Your objective:
In the records below, find the lines that include "message" and copy each.
##### Data for this task
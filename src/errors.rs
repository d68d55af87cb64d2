use diesel::result::Error as DieselError;
use thiserror::Error;

// Create a type alias for Result using our Error type
pub type Result<T> = std::result::Result<T, Error>;

/// Root error type for the finance tracker core.
#[derive(Error, Debug)]
pub enum Error {
    #[error("Database operation failed: {0}")]
    Database(#[from] DatabaseError),

    #[error("Input validation failed: {0}")]
    Validation(#[from] ValidationError),

    /// Connectivity-class failure: the remote call never produced a response.
    #[error("Network error: {0}")]
    Network(String),

    /// The server answered with a non-2xx status.
    #[error("API error {status}: {message}")]
    Api { status: u16, message: String },

    #[error("Empty response body")]
    EmptyResponse,

    #[error("Not found: {0}")]
    NotFound(String),

    #[error("Unexpected error: {0}")]
    Unexpected(String),
}

impl Error {
    /// Read paths fall back to the local cache only for connectivity-class
    /// failures; server rejections are surfaced as-is.
    pub fn is_network(&self) -> bool {
        matches!(self, Error::Network(_))
    }
}

#[derive(Error, Debug)]
pub enum DatabaseError {
    #[error("Failed to connect to database: {0}")]
    ConnectionFailed(#[from] diesel::result::ConnectionError),

    #[error("Failed to create database pool: {0}")]
    PoolCreationFailed(#[from] r2d2::Error),

    #[error("Database query failed: {0}")]
    QueryFailed(#[from] DieselError),

    #[error("Database migration failed: {0}")]
    MigrationFailed(String),
}

#[derive(Error, Debug)]
pub enum ValidationError {
    #[error("Invalid input: {0}")]
    InvalidInput(String),

    #[error("Required field '{0}' is missing")]
    MissingField(String),
}

// Implement From for DieselError to Error directly
impl From<DieselError> for Error {
    fn from(err: DieselError) -> Self {
        Error::Database(DatabaseError::QueryFailed(err))
    }
}

impl From<r2d2::Error> for Error {
    fn from(e: r2d2::Error) -> Self {
        Error::Database(DatabaseError::PoolCreationFailed(e))
    }
}

impl From<reqwest::Error> for Error {
    fn from(err: reqwest::Error) -> Self {
        Error::Network(err.to_string())
    }
}

impl From<serde_json::Error> for Error {
    fn from(err: serde_json::Error) -> Self {
        Error::Unexpected(format!("Failed to parse response: {}", err))
    }
}

impl From<std::io::Error> for Error {
    fn from(err: std::io::Error) -> Self {
        Error::Unexpected(err.to_string())
    }
}
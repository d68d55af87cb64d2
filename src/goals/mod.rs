pub mod goals_model;
pub mod goals_repository;
pub mod goals_service;
pub mod goals_traits;

pub use goals_model::{
    ContributionRequest, NewSavingGoal, SavingContribution, SavingGoal, SavingGoalRequest,
    SyncStatus,
};
pub use goals_repository::GoalRepository;
pub use goals_service::GoalService;
pub use goals_traits::{GoalRepositoryTrait, GoalServiceTrait, GoalsApi};
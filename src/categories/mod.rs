pub mod categories_model;
pub mod categories_repository;
pub mod categories_service;
pub mod categories_traits;

pub use categories_model::{Category, CategoryRequest, KIND_EXPENSE, KIND_INCOME};
pub use categories_repository::CategoryRepository;
pub use categories_service::CategoryService;
pub use categories_traits::{CategoriesApi, CategoryRepositoryTrait, CategoryServiceTrait};
use crate::errors::Result;
use crate::goals::goals_model::{
    ContributionRequest, NewSavingGoal, SavingContribution, SavingGoal, SavingGoalRequest,
    SyncStatus,
};
use async_trait::async_trait;

/// Remote endpoints for saving goals and their contributions.
#[async_trait]
pub trait GoalsApi: Send + Sync {
    async fn fetch_goals(&self) -> Result<Vec<SavingGoal>>;
    async fn fetch_goal(&self, id: &str) -> Result<SavingGoal>;
    async fn create_goal(&self, request: &SavingGoalRequest) -> Result<SavingGoal>;
    async fn update_goal(&self, id: &str, request: &SavingGoalRequest) -> Result<SavingGoal>;
    async fn delete_goal(&self, id: &str) -> Result<()>;
    async fn fetch_contributions(&self, goal_id: &str) -> Result<Vec<SavingContribution>>;
    async fn create_contribution(
        &self,
        goal_id: &str,
        request: &ContributionRequest,
    ) -> Result<SavingContribution>;
    async fn delete_contribution(&self, id: &str) -> Result<()>;
}

/// Trait for goal repository operations (local store)
#[async_trait]
pub trait GoalRepositoryTrait: Send + Sync {
    fn load_goals(&self) -> Result<Vec<SavingGoal>>;
    fn get_goal_by_id(&self, id: &str) -> Result<Option<SavingGoal>>;
    async fn upsert_goal(&self, goal: SavingGoal) -> Result<SavingGoal>;
    async fn upsert_goals(&self, goals: Vec<SavingGoal>) -> Result<usize>;
    /// Reconciliation: atomically replace the row under `old_id` with the
    /// server's canonical representation (which may carry a different id).
    async fn replace_goal(&self, old_id: &str, goal: SavingGoal) -> Result<SavingGoal>;
    async fn set_sync_status(&self, id: &str, status: SyncStatus) -> Result<()>;
    /// Deletes the goal and all of its contributions in one transaction.
    async fn delete_goal(&self, id: &str) -> Result<usize>;

    fn load_contributions(&self, goal_id: &str) -> Result<Vec<SavingContribution>>;
    fn get_contribution_by_id(&self, id: &str) -> Result<Option<SavingContribution>>;
    fn total_contributions(&self, goal_id: &str) -> Result<f64>;
    async fn upsert_contribution(&self, contribution: SavingContribution)
        -> Result<SavingContribution>;
    async fn upsert_contributions(&self, contributions: Vec<SavingContribution>) -> Result<usize>;
    async fn delete_contribution(&self, id: &str) -> Result<usize>;

    /// Writes the recomputed progress back onto the goal row.
    async fn apply_progress(
        &self,
        goal_id: &str,
        current_amount: f64,
        is_completed: bool,
    ) -> Result<SavingGoal>;
}

/// Trait for goal service operations
#[async_trait]
pub trait GoalServiceTrait: Send + Sync {
    async fn get_goals(&self) -> Result<Vec<SavingGoal>>;
    async fn get_goal(&self, id: &str) -> Result<SavingGoal>;
    async fn create_goal(&self, new_goal: NewSavingGoal) -> Result<SavingGoal>;
    async fn update_goal(&self, goal: SavingGoal) -> Result<SavingGoal>;
    async fn delete_goal(&self, id: &str) -> Result<()>;

    async fn get_contributions(&self, goal_id: &str) -> Result<Vec<SavingContribution>>;
    async fn add_contribution(
        &self,
        goal_id: &str,
        amount: f64,
        note: Option<String>,
    ) -> Result<SavingContribution>;
    async fn delete_contribution(&self, id: &str) -> Result<()>;

    /// Recompute a goal's progress from the sum of its cached contributions.
    async fn recalculate_progress(&self, goal_id: &str) -> Result<SavingGoal>;

    fn observe_goals(&self) -> tokio::sync::broadcast::Receiver<crate::events::StoreEvent>;
    /// Contribution events carry the owning goal id; observers filter on it.
    fn observe_contributions(&self) -> tokio::sync::broadcast::Receiver<crate::events::StoreEvent>;
}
##########
Answer to the problem:
    #[error("API error {status}: {message}")]
    Api { status: u16, message: String },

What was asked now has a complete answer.